*** Exercise data ***

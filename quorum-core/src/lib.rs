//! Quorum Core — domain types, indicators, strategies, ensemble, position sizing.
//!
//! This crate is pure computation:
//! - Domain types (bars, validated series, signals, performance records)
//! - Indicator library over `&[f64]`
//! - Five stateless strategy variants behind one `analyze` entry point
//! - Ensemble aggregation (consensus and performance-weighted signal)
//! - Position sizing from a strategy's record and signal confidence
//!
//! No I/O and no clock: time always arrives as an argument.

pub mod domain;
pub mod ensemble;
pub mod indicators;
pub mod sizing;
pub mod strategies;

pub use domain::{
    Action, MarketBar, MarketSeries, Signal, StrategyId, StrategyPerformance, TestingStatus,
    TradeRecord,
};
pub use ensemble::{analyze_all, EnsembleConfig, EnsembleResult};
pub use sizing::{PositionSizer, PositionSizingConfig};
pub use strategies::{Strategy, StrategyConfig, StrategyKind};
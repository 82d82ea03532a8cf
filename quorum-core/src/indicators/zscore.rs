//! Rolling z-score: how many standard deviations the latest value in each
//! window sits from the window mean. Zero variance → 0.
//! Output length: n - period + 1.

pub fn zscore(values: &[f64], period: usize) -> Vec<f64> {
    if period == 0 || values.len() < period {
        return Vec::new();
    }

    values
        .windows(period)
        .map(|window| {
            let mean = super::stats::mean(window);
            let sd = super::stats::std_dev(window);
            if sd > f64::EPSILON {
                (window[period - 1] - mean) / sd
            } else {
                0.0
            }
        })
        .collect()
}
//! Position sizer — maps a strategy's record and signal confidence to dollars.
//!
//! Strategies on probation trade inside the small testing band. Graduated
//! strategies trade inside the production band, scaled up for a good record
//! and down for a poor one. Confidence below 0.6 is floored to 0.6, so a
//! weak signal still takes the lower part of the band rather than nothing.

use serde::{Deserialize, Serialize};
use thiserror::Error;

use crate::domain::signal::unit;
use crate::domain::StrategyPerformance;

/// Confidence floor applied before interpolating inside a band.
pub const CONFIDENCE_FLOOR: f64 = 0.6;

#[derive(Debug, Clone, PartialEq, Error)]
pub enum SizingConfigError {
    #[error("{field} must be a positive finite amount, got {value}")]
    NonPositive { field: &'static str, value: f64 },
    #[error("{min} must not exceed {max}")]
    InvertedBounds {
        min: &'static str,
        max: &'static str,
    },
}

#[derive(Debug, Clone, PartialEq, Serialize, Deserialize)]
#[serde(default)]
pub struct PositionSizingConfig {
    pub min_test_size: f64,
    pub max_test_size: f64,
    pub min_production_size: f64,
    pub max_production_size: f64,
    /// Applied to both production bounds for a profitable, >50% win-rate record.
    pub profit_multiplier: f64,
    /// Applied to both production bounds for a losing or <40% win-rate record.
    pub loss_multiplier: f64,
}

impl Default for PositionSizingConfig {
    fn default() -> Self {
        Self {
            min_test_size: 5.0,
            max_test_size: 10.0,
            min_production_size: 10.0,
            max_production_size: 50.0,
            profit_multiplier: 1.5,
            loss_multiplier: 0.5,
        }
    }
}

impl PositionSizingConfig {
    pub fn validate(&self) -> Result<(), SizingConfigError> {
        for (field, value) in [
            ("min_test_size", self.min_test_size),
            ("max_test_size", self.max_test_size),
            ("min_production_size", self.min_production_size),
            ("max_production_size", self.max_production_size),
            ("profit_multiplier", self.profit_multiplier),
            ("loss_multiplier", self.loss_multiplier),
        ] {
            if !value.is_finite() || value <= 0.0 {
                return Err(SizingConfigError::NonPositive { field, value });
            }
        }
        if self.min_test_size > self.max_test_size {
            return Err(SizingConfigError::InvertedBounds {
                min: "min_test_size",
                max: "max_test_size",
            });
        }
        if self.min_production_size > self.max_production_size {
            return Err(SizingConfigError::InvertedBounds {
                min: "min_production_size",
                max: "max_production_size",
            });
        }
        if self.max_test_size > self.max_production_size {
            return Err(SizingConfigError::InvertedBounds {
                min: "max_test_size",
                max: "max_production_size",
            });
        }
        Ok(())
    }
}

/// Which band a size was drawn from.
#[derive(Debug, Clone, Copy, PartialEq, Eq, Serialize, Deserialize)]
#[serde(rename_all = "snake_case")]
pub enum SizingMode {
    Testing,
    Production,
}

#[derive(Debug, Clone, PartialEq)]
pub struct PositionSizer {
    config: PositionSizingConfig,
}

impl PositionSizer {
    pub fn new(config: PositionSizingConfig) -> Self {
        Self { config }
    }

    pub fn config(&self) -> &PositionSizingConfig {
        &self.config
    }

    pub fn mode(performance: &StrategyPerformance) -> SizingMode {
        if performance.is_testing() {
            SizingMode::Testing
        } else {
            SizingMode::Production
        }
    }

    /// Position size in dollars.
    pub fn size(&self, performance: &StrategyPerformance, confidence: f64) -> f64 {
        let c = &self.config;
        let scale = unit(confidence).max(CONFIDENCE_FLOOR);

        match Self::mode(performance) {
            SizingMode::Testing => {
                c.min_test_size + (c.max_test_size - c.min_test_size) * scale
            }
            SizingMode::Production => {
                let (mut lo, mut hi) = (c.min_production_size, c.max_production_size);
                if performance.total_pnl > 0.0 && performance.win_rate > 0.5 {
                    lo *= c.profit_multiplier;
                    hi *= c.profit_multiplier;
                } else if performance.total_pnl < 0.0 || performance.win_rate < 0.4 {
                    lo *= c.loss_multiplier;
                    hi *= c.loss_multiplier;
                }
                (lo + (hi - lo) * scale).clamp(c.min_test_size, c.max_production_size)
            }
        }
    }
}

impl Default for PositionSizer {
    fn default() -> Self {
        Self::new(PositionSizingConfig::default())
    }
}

***

◆ **Exercise aim**: Write down again, exactly as given, only the lines above that fall from the line with "c.min_test_size + (c.max_test_size" to the line with "let (mut lo, mut", inclusive.

◆ **Reply to the task**:
                c.min_test_size + (c.max_test_size - c.min_test_size) * scale
            }
            SizingMode::Production => {
                let (mut lo, mut hi) = (c.min_production_size, c.max_production_size);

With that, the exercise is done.